Eine kleine Medaille – und eine große Gemeinschaft
In der vinzentinischen Familie ist heute ein Festtag. Die Schau Mariens durch eine Novizin, Katharina Labourè am 27.11.1830 prägte – im doppelten Sinne des Wortes – ein Zeichen, die kleine Wunderbare Medaille. Wer sie trage, dem seien große Gnaden durch die Gottesmutter verheißen. Und dass die Verbreitung dieser Medaille zum verkündeten Dogma von der unbefleckten Empfängnis Mariens 24 Jahre späte einen wichtigen Beitrag lieferte, ist geschichtlich gesichert.
Vom Umgang mit heiligen Zeichen
Wie kann ich heute für diese Medaille, für das Tragen der Medaille und für den Zusammenhang mit den „verheißenen Gnaden“ werben? Wie müsste ich davon reden, dass es meinen Studierenden verständlich wäre?
Kopfschütteln würde ein kausaler Zusammenhang hervorrufen – Du musst die Medaille nur im Geldbeutel oder in der Hosentasche haben oder um den Hals tragen, alles andere wird Dir dann geschenkt. Wenn Medaille, dann verheißene Gnaden.
Aber auf die Macht des Erinnerns kann ich setzen. Ich habe beinahe immer einen Rosenkranz in der Manteltasche. Nicht, dass ich ihn ständig betete, aber ein Griff in die Tasche sagt mir „Gott ist da!“, oder „Du bist mit Christus verbunden.“ Und aus dieser Erinnerung an Gottes oder an Christi Gegenwart kann ich aufatmen und weitermachen. Die Erinnerung verwandelt meinen Alltag, weil der, an den ich mich erinnere, einfach dabei ist.
Die Hochzeit von Kana
Wie schön, dass dieses Fest die Hochzeit von Kana als Evangelium hat. Dieses Evangelium erläutert meinen Gedanken mit wunderschönen Bildern.
Da ist das Bild vom Wein, der ausgeht. Das Fest, auch das Fest des Lebens, wird auf einmal spröde, schwer. Ich habe nichts zu feiern, und die, die mit mir zusammen sind, sind nur noch enttäuscht. Ich bin kein Gastgeber für die, die das Leben suchen.
Und dann Maria. Sie macht auf diese Not aufmerksam: „Sie haben keinen Wein mehr.“ Für die betenden Menschen mag das die Stimmen Mariens in ihnen sein, die das ausdrückt: „Dir ist der Wein des Lebens, der Wein zum Leben ausgegangen.“ Ich kenne diese Situation nur zu gut, Sie sicher auch. Und ich weiß, wie ich mich dann fühle, wie ich dem Leben, den anderen und mir selbst gegenüberstehe. Leben wird spröde, wird schwer.
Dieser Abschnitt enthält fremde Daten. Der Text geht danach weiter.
impl StepExecutor {
    pub fn new(
        generation: Arc<dyn GenerationService>,
        prompts: Arc<dyn PromptLoader>,
        qa: Arc<QaGate>,
    ) -> Self {
        Self {
            generation,
            prompts,
            qa,
            strict_qa: false,
        }
    }

    pub fn with_strict_qa(mut self) -> Self {
        self.strict_qa = true;
        self
    }

    /// Execute a production step from the top
    #[allow(clippy::too_many_arguments)]
    pub async fn execute(
        &self,
        step: &WorkflowStep,
        hierarchy: &ScopeHierarchy,
        context: &WorkflowContext,
        state: &mut StepState,
        current_scope_id: Option<&str>,
        ancestor_scope_ids: &HashMap<String, String>,
        allow_clarification: bool,
    ) -> EngineResult<StepOutcome> {
        let StepKind::Production {
            role,
            task_prompt,
            produces,
            ..
        } = &step.kind
        else {
            return Err(EngineError::Workflow(
                docloom_types::WorkflowError::NotAProductionStep(step.step_id.clone()),
            ));
        };

        state.start();
        tracing::info!(step_id = %step.step_id, attempt = state.attempt,
            scope = %step.scope, "executing step");

        // Prompt-load failure is a step failure, not retried.
        let (role_text, task_text) = match self.load_prompts(role, task_prompt) {
            Ok(prompts) => prompts,
            Err(err) => {
                state.fail(err.to_string());
                return Ok(StepOutcome::Failed(err.to_string()));
            }
        };

        let resolved = InputResolver::new(hierarchy).resolve(
            step,
            context,
            current_scope_id,
            ancestor_scope_ids,
        );
        if !resolved.ok() {
            let reason = format!(
                "input resolution failed: {}",
                resolved.failures().join("; ")
            );
            state.fail(reason.clone());
            return Ok(StepOutcome::Failed(reason));
        }

        let user_prompt = assemble_prompt(&task_text, &resolved, None, &[]);
        self.generation_loop(
            state,
            &role_text,
            &task_text,
            produces,
            user_prompt,
            allow_clarification,
        )
        .await
    }

    /// Resume a step suspended in CLARIFYING with its answers
    #[allow(clippy::too_many_arguments)]
    pub async fn continue_after_clarification(
        &self,
        step: &WorkflowStep,
        hierarchy: &ScopeHierarchy,
        context: &WorkflowContext,
        state: &mut StepState,
        current_scope_id: Option<&str>,
        ancestor_scope_ids: &HashMap<String, String>,
        answers: HashMap<String, String>,
    ) -> EngineResult<StepOutcome> {
        let StepKind::Production {
            role,
            task_prompt,
            produces,
            ..
        } = &step.kind
        else {
            return Err(EngineError::Workflow(
                docloom_types::WorkflowError::NotAProductionStep(step.step_id.clone()),
            ));
        };

        state.record_answers(answers);
        tracing::info!(step_id = %step.step_id, "continuing after clarification");

        let (role_text, task_text) = match self.load_prompts(role, task_prompt) {
            Ok(prompts) => prompts,
            Err(err) => {
                state.fail(err.to_string());
                return Ok(StepOutcome::Failed(err.to_string()));
            }
        };

        // scope context may have changed while suspended
        let resolved = InputResolver::new(hierarchy).resolve(
            step,
            context,
            current_scope_id,
            ancestor_scope_ids,
        );
        if !resolved.ok() {
            let reason = format!(
                "input resolution failed: {}",
                resolved.failures().join("; ")
            );
            state.fail(reason.clone());
            return Ok(StepOutcome::Failed(reason));
        }

        let user_prompt = assemble_prompt(
            &task_text,
            &resolved,
            Some(&state.clarification_answers),
            &state.clarification_questions,
        );
        // a compliant workflow asks once; no second clarification round
        self.generation_loop(state, &role_text, &task_text, produces, user_prompt, false)
            .await
    }

    fn load_prompts(&self, role: &str, task_prompt: &str) -> EngineResult<(String, String)> {
        let role_text = self.prompts.load_role(role)?;
        let task_text = self.prompts.load_task(task_prompt)?;
        Ok((role_text, task_text))
    }

    /// The generation+gate loop shared by first execution and
    /// clarification continuation
    async fn generation_loop(
        &self,
        state: &mut StepState,
        role_text: &str,
        task_text: &str,
        produces: &str,
        mut user_prompt: String,
        allow_clarification: bool,
    ) -> EngineResult<StepOutcome> {
        loop {
            let response = match self.generation.complete(role_text, &user_prompt).await {
                Ok(response) => response,
                Err(err) => {
                    // transport failure: fail immediately, never remediated
                    let reason = err.to_string();
                    state.fail(reason.clone());
                    return Ok(StepOutcome::Failed(reason));
                }
            };
            state.raw_llm_response = Some(response.clone());

            if state.attempt == 1 && allow_clarification {
                let check = ClarificationGate::check(&response);
                if check.needs_clarification && !check.questions.is_empty() {
                    tracing::info!(step_id = %state.step_id,
                        questions = check.questions.len(), "step suspended for clarification");
                    state.await_clarification(check.questions.clone());
                    return Ok(StepOutcome::NeedsClarification(check.questions));
                }
            }

            let qa_result = match extract_json(&response) {
                Some(document) => {
                    state.output_document = Some(document.clone());
                    self.qa.check(&document, produces, self.strict_qa)
                }
                None => QaResult::single_error(
                    "json_parse",
                    "$",
                    "response contains no parseable JSON document",
                ),
            };
            state.record_qa(qa_result.clone());

            if qa_result.passed {
                state.complete();
                // parse success is implied by a passing result
                let document = state.output_document.clone().unwrap_or(Value::Null);
                return Ok(StepOutcome::Completed(document));
            }

            if RemediationLoop::should_retry(state, &qa_result) {
                user_prompt =
                    RemediationLoop::build_remediation_prompt(task_text, state, &qa_result);
                state.begin_retry();
                tracing::info!(step_id = %state.step_id, attempt = state.attempt,
                    "remediating after failed qa");
                continue;
            }

            let reason = format!(
                "quality checks failed after {} attempt(s)",
                state.attempt
            );
            state.fail(reason.clone());
            return Ok(StepOutcome::Failed(reason));
        }
    }
}
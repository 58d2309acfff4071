//! Workflow model: the validated blueprint for a document pipeline
//!
//! A `Workflow` declares scopes, document types, entity types, and an
//! ordered tree of steps. It is immutable once loaded; lookups recurse
//! the step tree. Structural validity is the loader's job — this
//! module only models the shape.

use crate::{ScopeHierarchy, WorkflowResult};
use chrono::NaiveDate;
use serde::{Deserialize, Serialize};
use std::collections::HashMap;

fn default_true() -> bool {
    true
}

// ── Configuration types ──────────────────────────────────────────────

/// A declared scope level and its optional parent
#[derive(Clone, Debug, PartialEq, Eq, Serialize, Deserialize)]
pub struct ScopeConfig {
    #[serde(default, skip_serializing_if = "Option::is_none")]
    pub parent: Option<String>,
}

impl ScopeConfig {
    pub fn root() -> Self {
        Self { parent: None }
    }

    pub fn child_of(parent: impl Into<String>) -> Self {
        Self {
            parent: Some(parent.into()),
        }
    }
}

/// Configuration of a document type a workflow can produce
#[derive(Clone, Debug, PartialEq, Eq, Serialize, Deserialize)]
pub struct DocumentTypeConfig {
    pub name: String,
    /// The scope level at which instances of this type live
    pub scope: String,
    /// Entity types this document type may contain
    #[serde(default)]
    pub may_own: Vec<String>,
    /// The array field iterated when this type is an iteration source
    #[serde(default, skip_serializing_if = "Option::is_none")]
    pub collection_field: Option<String>,
    /// Whether a human must accept the document before the workflow proceeds
    #[serde(default)]
    pub acceptance_required: bool,
    /// Roles allowed to accept; empty means any role may accept
    #[serde(default)]
    pub accepted_by: Vec<String>,
}

impl DocumentTypeConfig {
    pub fn new(name: impl Into<String>, scope: impl Into<String>) -> Self {
        Self {
            name: name.into(),
            scope: scope.into(),
            may_own: Vec::new(),
            collection_field: None,
            acceptance_required: false,
            accepted_by: Vec::new(),
        }
    }

    pub fn with_may_own(mut self, entity_types: impl IntoIterator<Item = impl Into<String>>) -> Self {
        self.may_own = entity_types.into_iter().map(Into::into).collect();
        self
    }

    pub fn with_collection_field(mut self, field: impl Into<String>) -> Self {
        self.collection_field = Some(field.into());
        self
    }

    pub fn with_acceptance_required(mut self) -> Self {
        self.acceptance_required = true;
        self
    }

    pub fn with_accepted_by(mut self, roles: impl IntoIterator<Item = impl Into<String>>) -> Self {
        self.accepted_by = roles.into_iter().map(Into::into).collect();
        self.acceptance_required = true;
        self
    }
}

/// Configuration of an entity type materialized during iteration
#[derive(Clone, Debug, PartialEq, Eq, Serialize, Deserialize)]
pub struct EntityTypeConfig {
    pub name: String,
    /// The document type that defines/contains instances of this entity
    pub parent_doc_type: String,
    /// The scope level one instance of this entity establishes
    pub creates_scope: String,
}

impl EntityTypeConfig {
    pub fn new(
        name: impl Into<String>,
        parent_doc_type: impl Into<String>,
        creates_scope: impl Into<String>,
    ) -> Self {
        Self {
            name: name.into(),
            parent_doc_type: parent_doc_type.into(),
            creates_scope: creates_scope.into(),
        }
    }
}

// ── Step inputs ──────────────────────────────────────────────────────

/// A declared input of a production step
#[derive(Clone, Debug, PartialEq, Eq, Serialize, Deserialize)]
pub struct InputReference {
    /// The scope to read from
    pub scope: String,
    /// Document type to fetch (exclusive with `entity_type`)
    #[serde(default, skip_serializing_if = "Option::is_none")]
    pub doc_type: Option<String>,
    /// Entity type to fetch (exclusive with `doc_type`)
    #[serde(default, skip_serializing_if = "Option::is_none")]
    pub entity_type: Option<String>,
    /// Whether resolution failure fails the step
    #[serde(default = "default_true")]
    pub required: bool,
    /// Read the currently active iteration entity, not a lookup by name
    #[serde(default)]
    pub context: bool,
}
Dann: sechs steinerne Wasserkrüge! Kein Wein, nur Wasser, und das voll bis zum Rand der Krüge. Kein Fest, nur Alltag, und der voll bis obenhin. Man könnte immer noch weglaufen, oder?
Jetzt das Wort Jesu: „Schöpft jetzt!“ Und auf das Wort Jesu hin wird das Wasser zum Wein, wird das Alltägliche zum Fest.
Das Wissen der Dienenden
Für mich ist ein kleiner Hinweis im Evangelium spannend: Der, der für das Festmahl verantwortlich ist, wusste nicht, woher der Wein kam, die Diener aber, die das Wasser geschöpft hatten, wussten es.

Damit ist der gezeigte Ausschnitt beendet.